▶ _THE DATA_
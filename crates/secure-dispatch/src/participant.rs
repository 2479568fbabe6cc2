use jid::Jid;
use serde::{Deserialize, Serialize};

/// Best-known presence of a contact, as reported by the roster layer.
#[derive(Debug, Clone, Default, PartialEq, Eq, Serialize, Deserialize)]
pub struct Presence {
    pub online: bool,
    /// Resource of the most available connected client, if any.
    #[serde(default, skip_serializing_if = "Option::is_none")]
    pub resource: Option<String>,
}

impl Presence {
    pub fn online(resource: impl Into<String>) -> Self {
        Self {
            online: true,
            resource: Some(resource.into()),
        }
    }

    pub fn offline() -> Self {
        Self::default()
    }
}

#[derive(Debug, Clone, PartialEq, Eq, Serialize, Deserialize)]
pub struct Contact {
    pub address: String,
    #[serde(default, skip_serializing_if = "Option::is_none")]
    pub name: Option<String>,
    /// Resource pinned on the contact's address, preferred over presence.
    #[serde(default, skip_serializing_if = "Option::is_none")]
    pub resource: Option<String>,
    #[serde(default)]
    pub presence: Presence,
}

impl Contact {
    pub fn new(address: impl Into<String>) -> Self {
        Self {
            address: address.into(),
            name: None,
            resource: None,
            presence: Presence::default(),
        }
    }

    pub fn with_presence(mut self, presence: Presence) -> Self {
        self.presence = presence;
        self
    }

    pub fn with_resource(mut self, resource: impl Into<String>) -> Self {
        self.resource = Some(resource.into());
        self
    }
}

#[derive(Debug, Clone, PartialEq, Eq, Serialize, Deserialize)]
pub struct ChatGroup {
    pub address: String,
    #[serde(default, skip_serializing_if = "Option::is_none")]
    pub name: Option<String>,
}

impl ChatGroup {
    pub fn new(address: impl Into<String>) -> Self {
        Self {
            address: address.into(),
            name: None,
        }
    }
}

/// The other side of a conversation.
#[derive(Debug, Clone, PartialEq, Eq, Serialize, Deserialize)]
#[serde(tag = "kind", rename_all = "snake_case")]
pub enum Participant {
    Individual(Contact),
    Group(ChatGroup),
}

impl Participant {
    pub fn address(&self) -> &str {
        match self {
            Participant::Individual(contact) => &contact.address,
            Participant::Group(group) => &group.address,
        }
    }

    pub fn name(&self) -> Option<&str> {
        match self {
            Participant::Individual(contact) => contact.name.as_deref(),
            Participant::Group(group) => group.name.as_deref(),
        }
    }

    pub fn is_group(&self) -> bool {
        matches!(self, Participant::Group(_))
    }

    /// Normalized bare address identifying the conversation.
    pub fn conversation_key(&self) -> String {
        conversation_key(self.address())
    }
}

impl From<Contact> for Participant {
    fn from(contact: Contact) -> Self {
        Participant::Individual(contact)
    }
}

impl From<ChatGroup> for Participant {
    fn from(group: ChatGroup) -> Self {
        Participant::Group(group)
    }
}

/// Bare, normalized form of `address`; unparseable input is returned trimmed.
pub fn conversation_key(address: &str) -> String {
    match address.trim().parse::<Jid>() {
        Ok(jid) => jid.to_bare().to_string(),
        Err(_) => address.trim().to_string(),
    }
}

▶ _WORK INSTRUCTIONS_
Make an exact transcription of all the records.

▶ _FINISHED EXERCISE_
filename crates/secure-dispatch/src/participant.rs
repository 2479568fbabe6cc2
use jid::Jid;
use serde::{Deserialize, Serialize};

/// Best-known presence of a contact, as reported by the roster layer.
#[derive(Debug, Clone, Default, PartialEq, Eq, Serialize, Deserialize)]
pub struct Presence {
    pub online: bool,
    /// Resource of the most available connected client, if any.
    #[serde(default, skip_serializing_if = "Option::is_none")]
    pub resource: Option<String>,
}

impl Presence {
    pub fn online(resource: impl Into<String>) -> Self {
        Self {
            online: true,
            resource: Some(resource.into()),
        }
    }

    pub fn offline() -> Self {
        Self::default()
    }
}

#[derive(Debug, Clone, PartialEq, Eq, Serialize, Deserialize)]
pub struct Contact {
    pub address: String,
    #[serde(default, skip_serializing_if = "Option::is_none")]
    pub name: Option<String>,
    /// Resource pinned on the contact's address, preferred over presence.
    #[serde(default, skip_serializing_if = "Option::is_none")]
    pub resource: Option<String>,
    #[serde(default)]
    pub presence: Presence,
}

impl Contact {
    pub fn new(address: impl Into<String>) -> Self {
        Self {
            address: address.into(),
            name: None,
            resource: None,
            presence: Presence::default(),
        }
    }

    pub fn with_presence(mut self, presence: Presence) -> Self {
        self.presence = presence;
        self
    }

    pub fn with_resource(mut self, resource: impl Into<String>) -> Self {
        self.resource = Some(resource.into());
        self
    }
}

#[derive(Debug, Clone, PartialEq, Eq, Serialize, Deserialize)]
pub struct ChatGroup {
    pub address: String,
    #[serde(default, skip_serializing_if = "Option::is_none")]
    pub name: Option<String>,
}

impl ChatGroup {
    pub fn new(address: impl Into<String>) -> Self {
        Self {
            address: address.into(),
            name: None,
        }
    }
}

/// The other side of a conversation.
#[derive(Debug, Clone, PartialEq, Eq, Serialize, Deserialize)]
#[serde(tag = "kind", rename_all = "snake_case")]
pub enum Participant {
    Individual(Contact),
    Group(ChatGroup),
}

impl Participant {
    pub fn address(&self) -> &str {
        match self {
            Participant::Individual(contact) => &contact.address,
            Participant::Group(group) => &group.address,
        }
    }

    pub fn name(&self) -> Option<&str> {
        match self {
            Participant::Individual(contact) => contact.name.as_deref(),
            Participant::Group(group) => group.name.as_deref(),
        }
    }

    pub fn is_group(&self) -> bool {
        matches!(self, Participant::Group(_))
    }

    /// Normalized bare address identifying the conversation.
    pub fn conversation_key(&self) -> String {
        conversation_key(self.address())
    }
}

impl From<Contact> for Participant {
    fn from(contact: Contact) -> Self {
        Participant::Individual(contact)
    }
}

impl From<ChatGroup> for Participant {
    fn from(group: ChatGroup) -> Self {
        Participant::Group(group)
    }
}

/// Bare, normalized form of `address`; unparseable input is returned trimmed.
pub fn conversation_key(address: &str) -> String {
    match address.trim().parse::<Jid>() {
        Ok(jid) => jid.to_bare().to_string(),
        Err(_) => address.trim().to_string(),
    }
}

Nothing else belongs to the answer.